I support the proposal to extend the re-employment age of older workers from 65 to 67 ("Re-employment age will be raised eventually: PM"; last Friday).
One of the most important lessons I learnt in my years as a chief executive is that we should not judge an employee's performance based solely on his age.
It is folly for any company to deny employment to older workers if they can still contribute, given the labour crunch and a workforce that, while ageing rapidly, is much more educated and trained than any generation before.
The retirees over the next two decades will be post-war baby boomers, many of whom are professionals, managers, executives and technicians. They often possess deep institutional knowledge of their organisation, with an extensive grasp of the products, systems and processes in place. They have also established valuable client relationships over the years.
For this group of employees, the problem is not so much their job skills suddenly becoming redundant, or that they cannot physically cope with the job. The real challenge lies in ensuring that their social communication skills remain relevant in a modern digitised society.
Increasingly, the ability and willingness to collaborate with people are important.
The technology boom that happened in the last decade has transformed the way we work.

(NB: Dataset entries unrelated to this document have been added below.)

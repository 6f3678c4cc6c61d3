pub mod error;
pub mod handlers;
pub mod state;
pub mod types;

use anyhow::{Context, Result};
use axum::Router;
use axum::routing::{get, post};
use tower_http::cors::{Any, CorsLayer};
use tracing::info;

use crate::config::Config;

use state::AppState;

pub fn router(state: AppState) -> Router {
    let cors = CorsLayer::new()
        .allow_origin(Any)
        .allow_methods(Any)
        .allow_headers(Any);

    Router::new()
        // Health
        .route("/health", get(|| async { "ok" }))
        // Option chains
        .route("/api/option-chain/{symbol}", get(handlers::chain::option_chain))
        .route("/api/download/{symbol}", get(handlers::chain::download_csv))
        .route("/api/batch", post(handlers::batch::batch))
        // Watchlist
        .route("/api/stocks", get(handlers::stocks::list))
        .route("/api/add-stock", post(handlers::stocks::add))
        .route("/api/remove-stock", post(handlers::stocks::remove))
        .route("/api/search/{query}", get(handlers::stocks::search))
        .layer(cors)
        .with_state(state)
}

pub async fn serve(config: &Config) -> Result<()> {
    let state = AppState::new(config);
    let app = router(state);

    let addr = format!("{}:{}", config.server.host, config.server.port);
    let listener = tokio::net::TcpListener::bind(&addr)
        .await
        .with_context(|| format!("binding to {addr}"))?;

    info!(%addr, upstream = %config.upstream.base_url, "option chain proxy listening");
    info!("  Chain:    GET  http://{addr}/api/option-chain/{{symbol}}?expiry=");
    info!("  Batch:    POST http://{addr}/api/batch?concurrency=");
    info!("  Download: GET  http://{addr}/api/download/{{symbol}}?expiry=");

    axum::serve(listener, app)
        .with_graceful_shutdown(shutdown_signal())
        .await
        .context("running server")?;

    info!("server stopped");
    Ok(())
}

async fn shutdown_signal() {
    if let Err(err) = tokio::signal::ctrl_c().await {
        tracing::warn!(error = %err, "could not listen for ctrl-c");
        std::future::pending::<()>().await;
    }
}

Many older office workers are finding it hard to catch up with the fast-evolving mainstream social media and mobile technologies such as cloud computing.
They should take more initiative in self-development to ensure they stay relevant to the needs of the company. They should have the desire to learn what their younger colleagues know, such as social media lingo, to avoid being ostracised from workgroups and business networks.
In short, they need to know what people are talking about and how to talk with them.
In essence, age is no barrier to a longer productive life in our knowledge economy.
Letter by Edmund Lam (Dr)
This article was published on May 9 in The Straits Times.